Ele: O que é que estás a fazer?
Ela (com a voz “arrastada”): A acabar de tomar os comprimidos. Vou matar-me.
Ele: Anda lá, veste-te. Vamos ao hospital fazer uma lavagem ao estômago.
O diálogo, arrepiante para alguns, paradoxal para outros, traduz bem uma parte da história deste casal. Ela sofre de depressão há vários anos e as tentativas de suicídio são frequentes. Daí a aparente frivolidade da reacção do marido. Nem um nem outro serão capazes de contabilizar o número de vezes que recorreram às urgências de um hospital nestas circunstâncias.

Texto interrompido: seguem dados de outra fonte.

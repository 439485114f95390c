use std::sync::{Arc, RwLock, RwLockReadGuard, RwLockWriteGuard};

use tracing::{debug, info};

use super::claims::{decode_claims, Claims, DecodeError};
use super::role::UserRole;
use crate::navigation::{Navigator, Route};

/// The logged in viewer.
#[derive(Debug, Clone, PartialEq, Eq)]
pub struct Session {
    pub token: String,
    pub role: UserRole,
    pub first_name: String,
}

impl Session {
    pub fn from_claims(token: String, claims: Claims) -> Self {
        Self {
            token,
            role: claims.role,
            first_name: claims.first_name,
        }
    }

    pub fn is_admin(&self) -> bool {
        self.role == UserRole::Admin
    }
}

/// Injectable session store.
///
/// Lives for one run of the console and is never persisted. Clones share the
/// same underlying session: it is written only by [`SessionContext::login`]
/// and [`SessionContext::logout`] and read by everything else.
#[derive(Clone)]
pub struct SessionContext {
    session: Arc<RwLock<Option<Session>>>,
    navigator: Navigator,
}

impl SessionContext {
    pub fn new(navigator: Navigator) -> Self {
        Self {
            session: Arc::new(RwLock::new(None)),
            navigator,
        }
    }

    fn read(&self) -> RwLockReadGuard<'_, Option<Session>> {
        self.session.read().unwrap_or_else(|e| e.into_inner())
    }

    fn write(&self) -> RwLockWriteGuard<'_, Option<Session>> {
        self.session.write().unwrap_or_else(|e| e.into_inner())
    }

    /// Stores `token` as the current session. The token must decode, a token
    /// whose claims can't be read is never stored.
    pub fn login(&self, token: &str) -> Result<Session, DecodeError> {
        let claims = decode_claims(token)?;
        let session = Session::from_claims(token.trim().to_string(), claims);
        debug!(
            "Session started for {} ({})",
            session.first_name, session.role
        );
        *self.write() = Some(session.clone());
        Ok(session)
    }

    /// Clears the session and sends the navigator to the login screen.
    pub fn logout(&self) {
        let previous = self.write().take();
        if let Some(session) = previous {
            info!("Logged out {} ({})", session.first_name, session.role);
        }
        self.navigator.navigate(Route::Login);
    }

    pub fn current(&self) -> Option<Session> {
        self.read().clone()
    }

    pub fn token(&self) -> Option<String> {
        self.read().as_ref().map(|s| s.token.clone())
    }

    pub fn navigator(&self) -> &Navigator {
        &self.navigator
    }
}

Um olhar menos atento poderia levar-nos a juízos de valor muito perigosos – “Ela só quer chamar a atenção”, “Jamais se matará”, “Ele é um desgraçado”. Mas a realidade é (sempre) muito mais complexa. Aqui, como em tantas outras famílias, todos são vítimas. Ela, ele e a filha deles, hoje jovem adulta, cujo crescimento foi irremediavelmente marcado por cenas como esta.
O para-suicídio, isto é, a prática de actos que simulam a vontade de morrer – através da ingestão de uma dose elevada de comprimidos ou da auto-flagelação, por exemplo – é erradamente confundido com amuos ou birras. Ainda que difira da tentativa de suicídio, na medida em que, neste caso, a pessoa procura deixar pistas daquilo que está prestes a fazer, não pode ser desvalorizado. É que o socorro nem sempre chega a tempo.
A propósito da situação relatada acima, poder-se-ia dizer que, se ela quisesse “mesmo” matar-se, teria tomado os comprimidos e ter-se-ia calado. Mas esse é um princípio com pouca lógica. Todas as ameaças devem ser levadas a sério.
As razões subjacentes a estes episódios são múltiplas, mas envolvem SEMPRE grande sofrimento, desespero e desorientação para o próprio. “Ela” não quer chamar apenas chamar a atenção dele. “Ela” não aguenta mais! São tantas as vezes em que se sente tomada por esse desespero… Foram tantas as vezes em que se despediu da filha, que adora – às vezes deixando-lhe um bilhete, outras através de uma SMS em que dizia “Quero que sejas feliz…”. Foram muitas as vezes em que poderia, de facto, ter morrido. Só por sorte está viva.
Os familiares e amigos – neste caso como noutros – também são parte do problema e nem sempre sabem como gerir a situação. Não raras vezes há problemas familiares graves que dificultam a implementação de uma ajuda eficaz. Não é só a pessoa que tenta ou simula o suicídio que precisa de ajuda. Quem está à volta também desespera, às vezes “na sombra”. Os mais próximos, em particular os filhos, podem sofrer de stresse pós-traumático, em função destas experiências.
O isolamento é um dos piores inimigos destas famílias. Cansados de lutar, envergonhados pela sucessão de cenas, os familiares do para-suicida também podem sentir-se impotentes e desmotivados. Quem pode julgá-los?
É fundamental que estejamos – todos – alerta. Qualquer ajuda pode marcar a diferença. Às vezes basta que saiamos da nossa concha e prestemos mais atenção ao que nos rodeia. Quantas vezes nos apercebemos de comportamentos estranhos numa pessoa conhecida? E quantas vezes perguntámos se precisava de falar? Numa situação limite a demonstração de interesse pelo outro, o reconhecimento dos seus sentimentos e a empatia podem ser determinantes. Esta ajuda pode constituir a ponte para o tratamento especializado.